Kraj pogrążony jest w recesji. Do kryzysu gospodarczego dołączył teraz kryzys polityczny. Niestabilna sytuacja w Wenezueli powoduje, że wielki biznes ogranicza straty, wyprowadza się z kraju lub w najlepszym przypadku wstrzymuje operacje.
Opozycja bojkotuje i krytykuje kontrowersyjne wybory do Zgromadzenia Konstytucyjnego Wenezueli. Według Krajowej Rady Wyborczej ponad 8 mln osób wzięło udział w niedzielnych wyborach do Konstytuanty, frekwencja wyniosła 41,5 proc. - podaje Polska Agencja Prasowa. Z kolei opozycja twierdzi, że głosy oddało 12 proc. uprawnionych, czyli ponad 2 mln ludzi.
Głosowanie przeprowadzono po miesiącach protestów w Caracas i innych miastach przeciwko rządowi i jego planom nowelizacji konstytucji, która według opozycji ma rozszerzyć zakres władzy Maduro i utrzymać go na stanowisku. Od kwietnia na ulicach zginęło 120 protestujących.
Kolumbia, Meksyk, Hiszpania i Unia Europejska oraz USA już ogłosiły, że nie uznają wyniku wyborów. Donald Trump zagroził wprowadzeniem kolejnych sankcji przeciwko władzom w Caracas.
**Biznes traci, biznes ucieka**
Trwający od czterech lat kryzys gospodarczy i krach waluty doprowadził kraj do ruiny. Zyski zagranicznych korporacji diametralnie się zmniejszyły. Największe amerykańskie firmy, które dotąd działały na tym rynku ewakuują się z pogrążonego w chaosie kraju – podaje CNN Money.
W ubiegłym tygodniu linie lotnicze Delta ogłosiły, że od września zawieszają loty do Caracas powołując się właśnie na niestabilność kraju. Z kolei United Airlines odbyły ostatni lot na początku lipca.
American Airlines wciąż lata do Wenezueli z Miami, ale wraz z Deltą, United i innymi amerykańskimi przewoźnikami, walczą o odzyskanie w sumie 3,8 mld dol. zysków przejętych przez rząd.
Również koncerny motoryzacyjne z USA wycofują się z Wenezueli. General Motors zamknął działalność w maju. Ford zawiesił operacje w grudniu, dając sobie czas do kwietnia. Z informacji CNN Money wynika, że produkcja została wznowiona dopiero w lipcu.
Zabrakło cukru do Coca-Coli
Część z amerykańskich marek wciąż dostępnych jest na wenezuelskim rynku, za sprawą franczyzobiorców, lub osobne jednostki organizacyjne. I tak McDonalda w kraju obsługuje Arcos Dorados.
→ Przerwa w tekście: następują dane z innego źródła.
pub mod aggregate;
pub mod validation;

pub use aggregate::{format_stars, CreateReviewRequest, Review};
pub use validation::{ReviewViolation, COMMENT_MIN_LEN, STARS_MAX, STARS_MIN, USERNAME_MIN_LEN};
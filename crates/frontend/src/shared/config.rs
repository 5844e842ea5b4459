use once_cell::sync::Lazy;
use serde::Deserialize;

#[derive(Debug, Deserialize, Clone, Default, PartialEq)]
pub struct AppConfig {
    #[serde(default)]
    pub api: ApiConfig,
    #[serde(default)]
    pub site: SiteConfig,
    #[serde(default)]
    pub terminal: TerminalConfig,
    #[serde(default)]
    pub cache: CacheConfig,
}

#[derive(Debug, Deserialize, Clone, PartialEq)]
pub struct ApiConfig {
    pub base_url: String,
    #[serde(default)]
    pub version_prefix: String,
}

impl Default for ApiConfig {
    fn default() -> Self {
        Self {
            base_url: "https://api-vscodeportfolio.vercel.app".to_string(),
            version_prefix: String::new(),
        }
    }
}

#[derive(Debug, Deserialize, Clone, PartialEq)]
pub struct SiteConfig {
    pub name: String,
    pub github_url: String,
    #[serde(default = "default_pages_path")]
    pub pages_path: String,
}

fn default_pages_path() -> String {
    "/pages".to_string()
}

impl Default for SiteConfig {
    fn default() -> Self {
        Self {
            name: "Portfolio".to_string(),
            github_url: String::new(),
            pages_path: default_pages_path(),
        }
    }
}

#[derive(Debug, Deserialize, Clone, PartialEq)]
pub struct TerminalConfig {
    pub prompt: String,
    pub error_color: String,
}

impl Default for TerminalConfig {
    fn default() -> Self {
        Self {
            prompt: ">".to_string(),
            error_color: "#ed4337".to_string(),
        }
    }
}

#[derive(Debug, Deserialize, Clone, PartialEq)]
pub struct CacheConfig {
    pub home_ttl_hours: i64,
}

impl Default for CacheConfig {
    fn default() -> Self {
        Self { home_ttl_hours: 24 }
    }
}

/// Configuration embedded in the bundle
const DEFAULT_CONFIG: &str = include_str!("../../config.toml");

static CONFIG: Lazy<AppConfig> = Lazy::new(load_config);

pub fn parse_config(text: &str) -> Result<AppConfig, toml::de::Error> {
    toml::from_str(text)
}

/// Parses the embedded config.toml, falling back to built-in defaults.
pub fn load_config() -> AppConfig {
    match parse_config(DEFAULT_CONFIG) {
        Ok(config) => config,
        Err(e) => {
            log::warn!("Invalid embedded config.toml, using defaults: {}", e);
            AppConfig::default()
        }
    }
}

pub fn config() -> &'static AppConfig {
    &CONFIG
}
Tych restauracji nie wlicza się jednaj do dochodów koncernu – pisze CNN Money.
W styczniu 2015 w wenezuelskich McDonaldsach zabrakło frytek, a w ubiegłym roku wstrzymano sprzedaż popularnego Big Maca ze względu na braki w dostawie środkowej bułki hamburgera.
Także Coca-Cola sprzedawana w tam przez osobną jednostkę organizacyjną, firmę zajmującą się produkcją butelek w Meksyku Coca-Cola FEMSA. Jak przypomina CNN, w minionym roku tymczasowo zawieszono operacje z powodu niedoboru cukru.
Straty sięgające 1,4 mld dol. odnotował również koncern Pepsi. Napój dostępny jest w sklepach i restauracjach, ale firma wycofała się z Wenezueli w październiku 2015 roku. Podobnie ma się sprawa ze znanym producentem pasty do zębów Colgate.
Kłopoty koncernów paliwowych
Produkcję znacznie ograniczyła firma naftowa Halliburton. Co prawda wciąż prowadzi odwierty, ale ze względu na milionowe zaległości w płatnościach państwowej spółki naftowej Wenezueli PDVSA minimalizuje straty.
W kłopotach jest również amerykański Chevron, który wraz z tonącym w długach PDVSA działa jako Petropiar. PDVSA jest też właścicielem amerykańskie spółki energetyczne CItgo, którą koncern cięgnie na dno. Jak podaje CNN Money, słynny ExxonMobil przez lata walczył z państwowym PDVSA o majątek zajęty w 2007 roku.
Z pierwszego po niedzielnych wyborach do Zgromadzenia Konstytucyjnego przemówią prezydenta Manduro można wywnioskować, że sytuacja w kraju będzie się zaostrzać. Prezydent upomniał Zgromadzenie, że powinno ono podjąć teraz kroki przeciwko parlamentowi, prokuraturze, liderom opozycji i prywatnym mediom.